WORK TO BE COMPLETED. In the data below, the answer is the run of lines from the line containing "entry.expires_at = Instant::now() + ttl;" through the line containing "self.ids_by_object.remove(&object_key(&entry.object));", both included; print it exactly and nothing else.

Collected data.
//! Callback objects and their proxies.
//!
//! A local [`ServiceInstance`] passed as a call parameter or returned from
//! a call is exported by the [`CallbackService`] of its home node and
//! travels as a [`CallbackHandle`]. The receiving node wraps the handle in
//! a [`CallbackProxy`]; calling the proxy performs a remote call of the
//! built-in `nodelink.CallbackService.callback` method on the home node,
//! which dispatches to the exported object under the same remote-access
//! rules as registered services.
//!
//! Both tables expire entries. The home side drops objects whose TTL ran
//! out; the proxy side drops proxies that expired or that nobody holds any
//! more, and renews the TTL of all others on their home nodes through
//! `nodelink.CallbackService.set_ttl`.

use super::envelope::CallbackHandle;
use super::errors::ServiceCallError;
use super::registry::ServiceInstance;
use super::service::RpcService;
use super::value::CallValue;

use dashmap::mapref::entry::Entry;
use dashmap::DashMap;
use nodelink_types::InstanceNodeSessionId;
use std::sync::{Arc, Weak};
use std::time::{Duration, Instant};
use tracing::debug;

/// Interface name of the built-in callback service.
pub const CALLBACK_SERVICE: &str = "nodelink.CallbackService";
/// `callback(object_id, method, args...)`
pub const CALLBACK_METHOD: &str = "callback";
/// `set_ttl(object_id, ttl_secs) -> bool`
pub const SET_TTL_METHOD: &str = "set_ttl";

struct ExportedObject {
    object: Arc<ServiceInstance>,
    expires_at: Instant,
}

/// Home-side registry of exported objects.
pub struct CallbackService {
    local: InstanceNodeSessionId,
    ttl: Duration,
    objects: DashMap<String, ExportedObject>,
    ids_by_object: DashMap<usize, String>,
}

fn object_key(object: &Arc<ServiceInstance>) -> usize {
    Arc::as_ptr(object) as *const () as usize
}

impl CallbackService {
    pub fn new(local: InstanceNodeSessionId, ttl: Duration) -> Self {
        Self {
            local,
            ttl,
            objects: DashMap::new(),
            ids_by_object: DashMap::new(),
        }
    }

    pub fn default_ttl(&self) -> Duration {
        self.ttl
    }

    /// Export `object`; exporting the same object again yields the same id.
    pub fn export(&self, object: &Arc<ServiceInstance>) -> CallbackHandle {
        let key = object_key(object);
        let expires_at = Instant::now() + self.ttl;
        let existing = self.ids_by_object.get(&key).map(|id| id.value().clone());
        if let Some(object_id) = existing {
            if let Some(mut entry) = self.objects.get_mut(&object_id) {
                entry.expires_at = expires_at;
                return self.handle_for(object_id, object);
            }
        }

        let object_id = uuid::Uuid::new_v4().to_string();
        self.objects.insert(
            object_id.clone(),
            ExportedObject {
                object: Arc::clone(object),
                expires_at,
            },
        );
        self.ids_by_object.insert(key, object_id.clone());
        debug!(object = %object_id, interface = %object.interface(), "Callback: object exported");
        self.handle_for(object_id, object)
    }

    fn handle_for(&self, object_id: String, object: &Arc<ServiceInstance>) -> CallbackHandle {
        CallbackHandle {
            object_id,
            home_node: self.local.clone(),
            interface: object.interface().to_string(),
        }
    }

    pub fn lookup(&self, object_id: &str) -> Option<Arc<ServiceInstance>> {
        self.objects
            .get(object_id)
            .map(|entry| Arc::clone(&entry.object))
    }

    /// Extend the lifetime of an exported object. False if it is unknown.
    pub fn set_ttl(&self, object_id: &str, ttl: Duration) -> bool {
        match self.objects.get_mut(object_id) {
            Some(mut entry) => {
                entry.expires_at = Instant::now() + ttl;
                true
            }
            None => false,
        }
    }

    pub fn unexport(&self, object_id: &str) -> bool {
        match self.objects.remove(object_id) {
            Some((_, entry)) => {
                self.ids_by_object.remove(&object_key(&entry.object));
                true
            }
            None => false,
        }
    }

    pub fn exported_count(&self) -> usize {
        self.objects.len()
    }

    /// Drop expired objects; returns how many were removed.
    pub fn sweep(&self, now: Instant) -> usize {
        let mut expired = Vec::new();
        self.objects.retain(|id, entry| {
            let keep = entry.expires_at > now;
            if !keep {
                expired.push((id.clone(), object_key(&entry.object)));
            }
            keep
        });
        for (id, key) in &expired {
            self.ids_by_object.remove_if(key, |_, v| v == id);
            debug!(object = %id, "Callback: exported object expired");
        }
        expired.len()
    }
}

struct ProxyInner {
    handle: CallbackHandle,
    rpc: Weak<RpcService>,
}

/// Local stand-in for a remote callback object.
#[derive(Clone)]
pub struct CallbackProxy {
    inner: Arc<ProxyInner>,
}

impl CallbackProxy {
    pub fn handle(&self) -> &CallbackHandle {
        &self.inner.handle
    }

    pub fn home_node(&self) -> &InstanceNodeSessionId {
        &self.inner.handle.home_node
    }

    /// Invoke `method` on the original object at its home node.
    pub async fn call(
        &self,
        method: &str,
        params: Vec<CallValue>,
    ) -> Result<CallValue, ServiceCallError> {
        let rpc = self
            .inner
            .rpc
            .upgrade()
            .ok_or_else(|| ServiceCallError::remote("RPC service is shut down"))?;
        let mut args = Vec::with_capacity(params.len() + 2);
        args.push(CallValue::from(self.inner.handle.object_id.as_str()));
        args.push(CallValue::from(method));
        args.extend(params);
        rpc.call(
            &self.inner.handle.home_node,
            CALLBACK_SERVICE,
            CALLBACK_METHOD,
            args,
        )
        .await
    }
}

struct ProxyEntry {
    handle: CallbackHandle,
    proxy: Weak<ProxyInner>,
    expires_at: Instant,
}

fn proxy_key(handle: &CallbackHandle) -> String {
    format!("{}/{}", handle.home_node, handle.object_id)
}

/// Remote-side table of live proxies.
pub struct CallbackProxyService {
    ttl: Duration,
    proxies: DashMap<String, ProxyEntry>,
}

impl CallbackProxyService {
    pub fn new(ttl: Duration) -> Self {
        Self {
            ttl,
            proxies: DashMap::new(),
        }
    }

    /// The live proxy for `handle`, or a new one.
    pub fn get_or_create(&self, handle: CallbackHandle, rpc: Weak<RpcService>) -> CallbackProxy {
        let expires_at = Instant::now() + self.ttl;
        match self.proxies.entry(proxy_key(&handle)) {
            Entry::Occupied(mut occupied) => {
                if let Some(inner) = occupied.get().proxy.upgrade() {
                    occupied.get_mut().expires_at = expires_at;
                    return CallbackProxy { inner };
                }
                let inner = Arc::new(ProxyInner {
                    handle: handle.clone(),
                    rpc,
                });
                occupied.insert(ProxyEntry {
                    handle,
                    proxy: Arc::downgrade(&inner),
                    expires_at,
                });
                CallbackProxy { inner }
            }
            Entry::Vacant(vacant) => {
                let inner = Arc::new(ProxyInner {
                    handle: handle.clone(),
                    rpc,
                });
                vacant.insert(ProxyEntry {
                    handle,
                    proxy: Arc::downgrade(&inner),
                    expires_at,
                });
                CallbackProxy { inner }
            }
        }
    }

    /// Forget a proxy explicitly.
    pub fn release(&self, handle: &CallbackHandle) -> bool {
        self.proxies.remove(&proxy_key(handle)).is_some()
    }

    pub fn proxy_count(&self) -> usize {
        self.proxies.len()
    }

    /// Drop expired and unreferenced proxies; returns the handles of the
    /// remaining ones, whose TTL should be renewed at their home nodes.
    pub fn sweep(&self, now: Instant) -> Vec<CallbackHandle> {
        self.proxies
            .retain(|_, entry| entry.expires_at > now && entry.proxy.strong_count() > 0);
        self.proxies
            .iter()
            .map(|entry| entry.value().handle.clone())
            .collect()
    }

    /// Record a successful renewal.
    pub fn mark_renewed(&self, handle: &CallbackHandle) {
        if let Some(mut entry) = self.proxies.get_mut(&proxy_key(handle)) {
            entry.expires_at = Instant::now() + self.ttl;
        }
    }
}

RESULT OF THE EXERCISE.
                entry.expires_at = Instant::now() + ttl;
                true
            }
            None => false,
        }
    }

    pub fn unexport(&self, object_id: &str) -> bool {
        match self.objects.remove(object_id) {
            Some((_, entry)) => {
                self.ids_by_object.remove(&object_key(&entry.object));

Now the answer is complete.